What is needed. Among the records that follow, find the line with "text.chars().any(|c| EMOJI_SET.contains(&c))" and the line with "let count = outgoing.len() as f64;". Set down those lines and all lines between them exactly, without adding anything.

Provided entries.
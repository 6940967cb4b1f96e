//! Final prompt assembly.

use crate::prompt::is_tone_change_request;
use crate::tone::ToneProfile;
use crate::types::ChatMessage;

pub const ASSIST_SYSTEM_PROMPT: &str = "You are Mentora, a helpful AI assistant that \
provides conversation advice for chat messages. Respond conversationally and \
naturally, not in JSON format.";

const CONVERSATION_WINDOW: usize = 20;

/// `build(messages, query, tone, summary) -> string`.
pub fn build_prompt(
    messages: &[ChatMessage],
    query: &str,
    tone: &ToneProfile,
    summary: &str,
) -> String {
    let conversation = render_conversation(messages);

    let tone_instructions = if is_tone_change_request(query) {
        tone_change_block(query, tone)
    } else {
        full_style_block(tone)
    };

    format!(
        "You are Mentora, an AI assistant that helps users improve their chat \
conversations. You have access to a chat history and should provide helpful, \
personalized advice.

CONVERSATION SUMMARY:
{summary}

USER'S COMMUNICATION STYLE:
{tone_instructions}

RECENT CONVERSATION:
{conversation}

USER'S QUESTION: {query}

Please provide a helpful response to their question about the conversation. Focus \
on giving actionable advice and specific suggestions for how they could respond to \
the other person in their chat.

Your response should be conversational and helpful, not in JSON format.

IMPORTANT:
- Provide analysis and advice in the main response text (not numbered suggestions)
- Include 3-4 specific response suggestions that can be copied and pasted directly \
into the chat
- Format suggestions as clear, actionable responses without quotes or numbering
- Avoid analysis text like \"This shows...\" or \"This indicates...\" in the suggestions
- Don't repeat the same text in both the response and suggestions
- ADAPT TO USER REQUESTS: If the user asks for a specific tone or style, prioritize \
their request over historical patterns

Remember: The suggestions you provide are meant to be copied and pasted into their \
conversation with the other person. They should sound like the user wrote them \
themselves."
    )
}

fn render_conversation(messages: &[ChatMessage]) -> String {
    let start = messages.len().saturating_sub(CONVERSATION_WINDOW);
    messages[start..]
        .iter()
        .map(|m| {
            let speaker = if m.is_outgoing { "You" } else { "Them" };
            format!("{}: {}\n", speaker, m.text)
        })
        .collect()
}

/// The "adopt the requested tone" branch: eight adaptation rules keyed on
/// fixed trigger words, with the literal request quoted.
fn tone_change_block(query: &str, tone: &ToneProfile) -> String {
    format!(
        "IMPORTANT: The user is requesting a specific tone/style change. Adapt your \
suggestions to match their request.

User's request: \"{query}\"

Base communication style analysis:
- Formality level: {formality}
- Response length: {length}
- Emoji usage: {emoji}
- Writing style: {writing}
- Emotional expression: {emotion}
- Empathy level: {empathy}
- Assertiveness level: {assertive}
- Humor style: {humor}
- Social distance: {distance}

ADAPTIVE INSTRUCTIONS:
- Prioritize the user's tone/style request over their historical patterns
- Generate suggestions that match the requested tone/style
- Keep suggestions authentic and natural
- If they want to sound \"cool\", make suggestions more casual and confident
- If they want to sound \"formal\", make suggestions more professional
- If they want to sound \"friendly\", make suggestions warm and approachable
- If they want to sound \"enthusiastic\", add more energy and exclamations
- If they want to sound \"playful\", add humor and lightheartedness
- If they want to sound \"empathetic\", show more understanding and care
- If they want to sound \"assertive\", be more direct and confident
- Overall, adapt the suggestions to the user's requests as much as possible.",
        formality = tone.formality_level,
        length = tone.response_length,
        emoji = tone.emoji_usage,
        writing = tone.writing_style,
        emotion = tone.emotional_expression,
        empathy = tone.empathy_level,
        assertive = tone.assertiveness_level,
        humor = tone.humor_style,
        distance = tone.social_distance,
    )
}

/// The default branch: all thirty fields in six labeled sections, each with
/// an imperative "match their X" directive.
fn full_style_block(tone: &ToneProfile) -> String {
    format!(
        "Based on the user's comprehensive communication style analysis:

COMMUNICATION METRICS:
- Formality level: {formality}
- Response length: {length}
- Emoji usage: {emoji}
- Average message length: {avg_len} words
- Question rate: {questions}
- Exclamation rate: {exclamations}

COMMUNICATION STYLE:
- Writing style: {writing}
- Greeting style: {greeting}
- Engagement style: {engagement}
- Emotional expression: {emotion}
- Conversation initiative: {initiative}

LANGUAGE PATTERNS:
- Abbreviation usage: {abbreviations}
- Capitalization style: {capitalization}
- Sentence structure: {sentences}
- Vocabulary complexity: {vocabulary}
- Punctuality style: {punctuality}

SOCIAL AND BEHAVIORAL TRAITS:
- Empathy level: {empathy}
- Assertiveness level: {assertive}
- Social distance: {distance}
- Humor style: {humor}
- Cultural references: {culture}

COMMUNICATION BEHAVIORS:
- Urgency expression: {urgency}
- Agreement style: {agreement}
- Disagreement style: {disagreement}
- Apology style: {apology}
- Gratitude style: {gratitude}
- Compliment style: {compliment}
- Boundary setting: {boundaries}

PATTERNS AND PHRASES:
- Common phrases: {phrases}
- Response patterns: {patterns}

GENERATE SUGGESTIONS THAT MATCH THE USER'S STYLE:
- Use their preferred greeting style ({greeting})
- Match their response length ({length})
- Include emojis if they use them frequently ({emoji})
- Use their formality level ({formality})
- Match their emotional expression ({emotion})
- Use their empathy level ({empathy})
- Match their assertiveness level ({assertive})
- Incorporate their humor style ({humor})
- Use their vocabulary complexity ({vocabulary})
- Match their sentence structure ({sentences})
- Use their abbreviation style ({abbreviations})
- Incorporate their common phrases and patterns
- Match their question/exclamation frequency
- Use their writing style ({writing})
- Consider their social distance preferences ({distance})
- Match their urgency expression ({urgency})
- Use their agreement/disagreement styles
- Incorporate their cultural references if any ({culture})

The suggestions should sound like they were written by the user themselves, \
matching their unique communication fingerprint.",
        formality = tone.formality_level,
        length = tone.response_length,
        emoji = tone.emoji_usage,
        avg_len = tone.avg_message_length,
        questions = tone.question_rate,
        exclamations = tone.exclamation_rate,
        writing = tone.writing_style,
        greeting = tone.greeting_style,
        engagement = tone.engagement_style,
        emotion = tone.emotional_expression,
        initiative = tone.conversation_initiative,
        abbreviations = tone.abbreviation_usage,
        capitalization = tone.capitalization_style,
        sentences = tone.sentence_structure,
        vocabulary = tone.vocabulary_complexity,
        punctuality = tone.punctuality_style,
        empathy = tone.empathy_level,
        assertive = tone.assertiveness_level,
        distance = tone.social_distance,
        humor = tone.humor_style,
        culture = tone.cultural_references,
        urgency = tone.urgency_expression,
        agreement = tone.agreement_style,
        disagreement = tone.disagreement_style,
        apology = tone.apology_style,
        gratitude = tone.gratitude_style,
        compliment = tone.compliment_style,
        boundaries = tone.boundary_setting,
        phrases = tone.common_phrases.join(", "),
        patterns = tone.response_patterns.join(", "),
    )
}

==

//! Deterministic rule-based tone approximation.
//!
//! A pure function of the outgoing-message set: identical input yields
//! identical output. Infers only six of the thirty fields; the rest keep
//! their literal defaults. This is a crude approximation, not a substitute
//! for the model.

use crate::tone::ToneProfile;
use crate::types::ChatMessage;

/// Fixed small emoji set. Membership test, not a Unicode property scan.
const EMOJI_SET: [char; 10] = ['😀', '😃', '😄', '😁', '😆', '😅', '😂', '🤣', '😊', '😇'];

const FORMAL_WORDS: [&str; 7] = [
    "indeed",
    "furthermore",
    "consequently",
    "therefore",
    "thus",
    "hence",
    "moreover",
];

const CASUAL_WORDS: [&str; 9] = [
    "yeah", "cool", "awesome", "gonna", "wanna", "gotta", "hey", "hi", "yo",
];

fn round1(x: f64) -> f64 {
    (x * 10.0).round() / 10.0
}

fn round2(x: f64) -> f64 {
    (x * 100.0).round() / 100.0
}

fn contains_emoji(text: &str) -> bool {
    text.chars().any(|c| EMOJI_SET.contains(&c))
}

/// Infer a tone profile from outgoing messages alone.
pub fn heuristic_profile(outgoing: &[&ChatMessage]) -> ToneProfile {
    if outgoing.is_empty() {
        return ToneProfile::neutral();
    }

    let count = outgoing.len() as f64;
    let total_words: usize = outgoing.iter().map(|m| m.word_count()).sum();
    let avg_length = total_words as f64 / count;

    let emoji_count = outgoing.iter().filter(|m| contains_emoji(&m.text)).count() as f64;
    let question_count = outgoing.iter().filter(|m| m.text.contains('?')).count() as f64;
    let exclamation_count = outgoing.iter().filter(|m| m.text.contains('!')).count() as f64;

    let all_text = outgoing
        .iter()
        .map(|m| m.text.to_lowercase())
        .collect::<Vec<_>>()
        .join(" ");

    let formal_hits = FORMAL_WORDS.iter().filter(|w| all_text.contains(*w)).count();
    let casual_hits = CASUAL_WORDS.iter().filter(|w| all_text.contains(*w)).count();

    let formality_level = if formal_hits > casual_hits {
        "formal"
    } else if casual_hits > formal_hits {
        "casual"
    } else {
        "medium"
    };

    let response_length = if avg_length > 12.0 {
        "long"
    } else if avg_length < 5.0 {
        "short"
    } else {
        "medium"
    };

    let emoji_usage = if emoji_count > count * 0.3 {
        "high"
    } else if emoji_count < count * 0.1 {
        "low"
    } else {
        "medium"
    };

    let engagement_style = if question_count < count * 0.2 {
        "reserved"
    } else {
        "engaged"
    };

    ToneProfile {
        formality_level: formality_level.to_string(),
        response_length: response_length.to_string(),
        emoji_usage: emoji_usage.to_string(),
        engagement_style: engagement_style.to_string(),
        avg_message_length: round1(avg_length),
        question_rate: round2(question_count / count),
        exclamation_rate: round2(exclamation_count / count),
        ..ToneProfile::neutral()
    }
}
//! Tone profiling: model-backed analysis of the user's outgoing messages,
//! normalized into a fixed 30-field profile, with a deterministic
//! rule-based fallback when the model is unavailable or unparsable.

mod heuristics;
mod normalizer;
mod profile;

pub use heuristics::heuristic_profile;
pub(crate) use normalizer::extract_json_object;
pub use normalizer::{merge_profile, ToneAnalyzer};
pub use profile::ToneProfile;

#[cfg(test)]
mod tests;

* * *

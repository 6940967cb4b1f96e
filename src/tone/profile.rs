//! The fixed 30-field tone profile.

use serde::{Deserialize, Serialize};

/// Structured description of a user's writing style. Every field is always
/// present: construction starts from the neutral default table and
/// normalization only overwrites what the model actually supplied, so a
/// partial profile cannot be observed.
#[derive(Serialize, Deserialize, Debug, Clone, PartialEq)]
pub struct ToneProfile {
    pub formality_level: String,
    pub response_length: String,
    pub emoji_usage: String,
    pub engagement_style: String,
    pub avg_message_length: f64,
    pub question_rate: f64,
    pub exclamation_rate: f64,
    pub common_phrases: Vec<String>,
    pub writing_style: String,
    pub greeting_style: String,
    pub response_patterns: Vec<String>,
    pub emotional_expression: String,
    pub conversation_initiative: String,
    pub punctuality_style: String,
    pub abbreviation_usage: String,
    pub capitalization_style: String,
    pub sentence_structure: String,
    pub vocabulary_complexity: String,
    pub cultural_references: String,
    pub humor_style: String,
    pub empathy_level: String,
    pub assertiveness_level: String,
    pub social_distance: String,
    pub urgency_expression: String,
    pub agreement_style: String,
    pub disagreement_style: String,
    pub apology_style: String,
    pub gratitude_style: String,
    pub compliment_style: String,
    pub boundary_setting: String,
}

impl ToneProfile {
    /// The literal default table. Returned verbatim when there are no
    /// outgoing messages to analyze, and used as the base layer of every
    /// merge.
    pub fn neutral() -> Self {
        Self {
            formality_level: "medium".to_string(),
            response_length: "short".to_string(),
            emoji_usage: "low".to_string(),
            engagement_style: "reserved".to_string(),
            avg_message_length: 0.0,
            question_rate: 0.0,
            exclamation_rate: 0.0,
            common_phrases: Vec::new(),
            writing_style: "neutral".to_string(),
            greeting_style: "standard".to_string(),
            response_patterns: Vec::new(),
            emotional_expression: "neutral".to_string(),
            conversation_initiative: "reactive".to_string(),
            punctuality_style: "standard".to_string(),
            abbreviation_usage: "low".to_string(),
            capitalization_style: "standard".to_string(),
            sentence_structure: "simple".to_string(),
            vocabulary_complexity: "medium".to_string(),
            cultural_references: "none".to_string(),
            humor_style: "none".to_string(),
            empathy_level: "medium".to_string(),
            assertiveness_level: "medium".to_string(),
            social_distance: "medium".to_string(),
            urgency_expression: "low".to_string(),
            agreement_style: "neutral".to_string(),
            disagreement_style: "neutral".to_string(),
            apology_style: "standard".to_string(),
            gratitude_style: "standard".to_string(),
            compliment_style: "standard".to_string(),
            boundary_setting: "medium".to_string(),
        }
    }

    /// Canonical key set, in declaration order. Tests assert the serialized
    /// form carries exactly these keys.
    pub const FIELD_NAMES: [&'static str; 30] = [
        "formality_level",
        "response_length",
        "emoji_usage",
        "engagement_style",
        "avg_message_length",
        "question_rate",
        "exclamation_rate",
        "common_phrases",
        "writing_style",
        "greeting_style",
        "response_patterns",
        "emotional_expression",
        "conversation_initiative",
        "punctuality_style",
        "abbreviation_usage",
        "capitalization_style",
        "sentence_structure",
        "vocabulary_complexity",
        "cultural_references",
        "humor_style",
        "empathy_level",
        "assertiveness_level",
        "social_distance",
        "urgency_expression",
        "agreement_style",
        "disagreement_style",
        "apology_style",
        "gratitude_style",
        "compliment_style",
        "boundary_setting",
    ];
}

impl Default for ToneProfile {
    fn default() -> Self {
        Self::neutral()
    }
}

Solved problem.
    text.chars().any(|c| EMOJI_SET.contains(&c))
}

/// Infer a tone profile from outgoing messages alone.
pub fn heuristic_profile(outgoing: &[&ChatMessage]) -> ToneProfile {
    if outgoing.is_empty() {
        return ToneProfile::neutral();
    }

    let count = outgoing.len() as f64;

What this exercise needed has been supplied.